Austal USA delivered its 12th Independence-variant littoral combat ship (LCS) to the U.S. Navy on June 26, 2020. The future USS Oakland (LCS 24) is the second ship delivered by Austal USA to the Navy in 2020.
“We’re so excited to deliver Oakland to the fleet,” Austal USA President Craig Perciavalle said. “Every milestone we accomplish during these unprecedented times is a true testament to the extraordinary skill and dedication of our LCS team – an indication of the success of our efforts to minimize the impact of the pandemic. The efficiency at which we’re delivering these ships is nothing short of world class.”
Upgrades on the LCS program continue to take shape both with inline production and post-delivery. The Austal USA and General Dynamics Mission Systems team recently integrated a new over-the-horizon missile system capability onto the USS Gabrielle Giffords (LCS 10) prior to her deployment as she meets U.S. Navy operational requirements and more LCS prepare for deployment.
“In the Pacific, USS Gabrielle Giffords is strengthening maritime security and regional stability with every port visit, exercise, and operation in which she participates” Perciavalle continued. “The LCS program has become instrumental to the U.S. Navy fleet as ships deploy from San Diego. We’re looking forward to seeing the USS Oakland and her sister ships follow in the path of the Giffords and Montgomery.””
Five small surface combatants are presently under various stages of construction at Austal’s Alabama shipyard. The future USS Mobile (LCS 26) is preparing for sea trials. Assembly is underway on the future USS Savannah (LCS 28) and USS Canberra (LCS 30), and modules for the future USS Santa Barbara (LCS 32) and USS Augusta (LCS 34) are under construction in Austal’s module manufacturing facility. The future USS Kingsville (LCS 36) and USS Pierre (LCS 38) are under contract.
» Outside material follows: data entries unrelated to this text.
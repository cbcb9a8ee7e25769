//! Vertex module for phylogenetic tree representation.

use crate::model::tree::{NodeId, VertexIndex};
use std::ops::Deref;

// =#========================================================================#=
// VERTEX
// =#========================================================================#=
/// Represents a vertex (node) in a rooted, possibly multifurcating,
/// phylogenetic tree.
///
/// A vertex is a tip exactly when it has no children. Since clustering
/// detaches children from internal vertices, a vertex can turn into a tip
/// of the working tree while remaining internal in the original tree.
///
/// # Invariants
/// - `index` is the position in the arena and never changes
/// - `id` is unset until [PhyloTree::assign_ids](crate::model::PhyloTree::assign_ids)
///   numbered the tree in post-order
/// - `children` keeps input order; a child's `parent` points back here
/// - `branch_length`, when present, is a valid [BranchLength]
#[derive(PartialEq, Debug, Clone)]
pub struct Vertex {
    /// Arena slot, fixed for the lifetime of the tree and its clones
    index: VertexIndex,
    /// Post-order identifier, stable across copies of the tree
    id: Option<NodeId>,
    /// Index of the parent vertex, `None` for the root (or detached vertices)
    parent: Option<VertexIndex>,
    /// Indices of the child vertices, in input order
    children: Vec<VertexIndex>,
    /// Name as given in the input, e.g. a tip identifier, a taxonomy
    /// string, a bootstrap value, or `'<support>:<taxonomy>'`
    name: Option<String>,
    /// Length of the branch to the parent, if the input gave one
    branch_length: Option<BranchLength>,
}

impl Vertex {
    /// Creates a vertex for arena slot `index`, without parent or children.
    pub fn new(index: VertexIndex, name: Option<String>, branch_length: Option<BranchLength>) -> Self {
        Vertex {
            index,
            id: None,
            parent: None,
            children: Vec::new(),
            name,
            branch_length,
        }
    }

    /// Arena slot of this vertex.
    pub fn index(&self) -> VertexIndex {
        self.index
    }

    /// Returns the post-order identifier, if ids have been assigned.
    pub fn id(&self) -> Option<NodeId> {
        self.id
    }

    pub(crate) fn set_id(&mut self, id: NodeId) {
        self.id = Some(id);
    }

    /// Returns the name of this vertex, treating an empty name as absent.
    pub fn name(&self) -> Option<&str> {
        self.name.as_deref().filter(|n| !n.is_empty())
    }

    /// Whether the input gave a length for the branch above.
    pub fn has_branch_length(&self) -> bool {
        self.branch_length.is_some()
    }

    /// Returns the branch length, if set.
    pub fn branch_length(&self) -> Option<BranchLength> {
        self.branch_length
    }

    /// Returns the branch length, reading a missing one as `0.0`.
    pub fn length(&self) -> f64 {
        self.branch_length.map_or(0.0, |bl| *bl)
    }

    /// Returns `true` if this vertex currently has no children.
    pub fn is_tip(&self) -> bool {
        self.children.is_empty()
    }

    /// Returns `true` if this vertex has no parent.
    pub fn is_root(&self) -> bool {
        self.parent.is_none()
    }

    /// Returns the (possibly empty) ordered list of child indices.
    pub fn children(&self) -> &[VertexIndex] {
        &self.children
    }

    /// Returns the index of the parent, or `None` for a root.
    pub fn parent(&self) -> Option<VertexIndex> {
        self.parent
    }

    pub(crate) fn set_parent(&mut self, parent: Option<VertexIndex>) {
        self.parent = parent;
    }

    pub(crate) fn push_child(&mut self, child: VertexIndex) {
        self.children.push(child);
    }

    /// Detaches `child` from the child list; returns whether it was there.
    pub(crate) fn detach_child(&mut self, child: VertexIndex) -> bool {
        match self.children.iter().position(|&c| c == child) {
            Some(position) => {
                self.children.remove(position);
                true
            }
            None => false,
        }
    }
}

// =#========================================================================#=
// BRANCH LENGTH
// =#========================================================================#=
/// Length of the branch above a vertex, in substitutions per site.
///
/// Non-negative and finite by construction; dereferences to `f64`.
#[derive(Debug, Clone, Copy, PartialEq)]
pub struct BranchLength(f64);

impl BranchLength {
    /// Wraps `length`.
    ///
    /// # Panics
    /// Panics if `length` is negative, infinite or NaN; use
    /// [try_new](Self::try_new) for unchecked input.
    pub fn new(length: f64) -> Self {
        match Self::try_new(length) {
            Some(branch_length) => branch_length,
            None => panic!("branch length must be non-negative and finite, got {}", length),
        }
    }

    /// Creates a branch length, returning `None` for negative or
    /// non-finite values instead of panicking.
    pub fn try_new(length: f64) -> Option<Self> {
        (length >= 0.0 && length.is_finite()).then_some(BranchLength(length))
    }
}

impl Deref for BranchLength {
    type Target = f64;
    fn deref(&self) -> &f64 {
        &self.0
    }
}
More than 700 suppliers in 40 states contribute to the Independence-variant LCS program.
LCS is a fast, agile, focused-mission platform designed for operation in near-shore environments yet capable of open-ocean operation. It is designed to defeat asymmetric “anti-access” threats such as mines, quiet diesel submarines and fast surface craft. The Independence-variant LCS integrates new technology and capability to support current and future mission capability from deep water to the littorals.
Austal is also under contract to build 14 Expeditionary Fast Transport vessels (EPF) for the U.S. Navy. The company has delivered 11 EPFs while an additional two are in various stages of construction.